I have to get the name of all the different protocols from PCAP files. Basically, I have to parse it. I researched a bit and was informed that dpkt is very efficient for this. I am writing the script in python and below is the code -
def inet_to_str(inet):
# First try ipv4 and then ipv6
try:
return socket.inet_ntop(socket.AF_INET, inet)
except ValueError:
return socket.inet_ntop(socket.AF_INET6, inet)
def read_packet(pcap):
with open('/XYZ/XYZ/XYZ/XYZ/XYZ/' + str(pcap),
"rb") as f:
pcap = dpkt.pcap.Reader(f)
for timestamp, buf in pcap:
#Not printing out the timestamp for now
#print('Timestamp: ', str(datetime.datetime.utcfromtimestamp(timestamp)))
#Unpacking the ethernet frame
eth = dpkt.ethernet.Ethernet(buf)
#Not printing the ethernet frame
#print('Ethernet Frame: ', mac_addr(eth.src), mac_addr(eth.dst), eth.type)
#Making sure the ethernet packet contains an IP packet
if not isinstance(eth.data, dpkt.ip.IP):
print('Non IP Packet type not supported %s\n' % eth.data.__class__.__name__)
continue
#Now unpack the data within the Ethernet frame (the IP packet)
#Pulling out src, dst, length, fragment info, TTL, and Protocol
ip = eth.data
#dp = ip.data
#proto = type(udp.data)
#print(proto)
time.sleep(3)
# Pull out fragment information (flags and offset all packed into off field, so use bitmasks)
do_not_fragment = bool(ip.off & dpkt.ip.IP_DF)
more_fragments = bool(ip.off & dpkt.ip.IP_MF)

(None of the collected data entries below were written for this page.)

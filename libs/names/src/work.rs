//! Work naming.

use sha2::{Digest, Sha256};

use crate::NameError;

/// Number of hash bytes appended to a work name (hex encoded: 10 chars).
const HASH_BYTES: usize = 5;

/// Generates the name of the work that carries a workload.
///
/// The result depends only on the workload's kind, name and namespace, so a
/// workload produces the same work name in every execution space.
pub fn work_name(kind: &str, name: &str, namespace: &str) -> Result<String, NameError> {
    if kind.is_empty() {
        return Err(NameError::Empty("workload kind"));
    }
    if name.is_empty() {
        return Err(NameError::Empty("workload name"));
    }

    let key = if namespace.is_empty() {
        format!("{name}-{kind}")
    } else {
        format!("{namespace}-{name}-{kind}")
    }
    .to_lowercase();

    let mut hasher = Sha256::new();
    hasher.update(key.as_bytes());
    let digest = hasher.finalize();

    Ok(format!("{}-{}", name, hex::encode(&digest[..HASH_BYTES])))
}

fragment_offset = ip.off & dpkt.ip.IP_OFFMASK
# Print out the info
print('IP: %s -> %s (len=%d ttl=%d DF=%d MF=%d offset=%d) Protocol=%s\n' % \
(inet_to_str(ip.src), inet_to_str(ip.dst), ip.len, ip.ttl, do_not_fragment, more_fragments, fragment_offset, ip.get_proto(ip.p).__name__))
time.sleep(5)
The problem is that code gives me the transport layer protocol (TCP/UDP), but not the application layer protocols(SSH, DHCP, DNS etc). I read the documentation and found out that there are modules to analyze different types of packets if you know them, but I want to do it automatically as I have millions of pcap files. I want to automatically identify the application layer protocol and then call an appropriate function to analyze it. Is there a way I can at least get the name of protocols?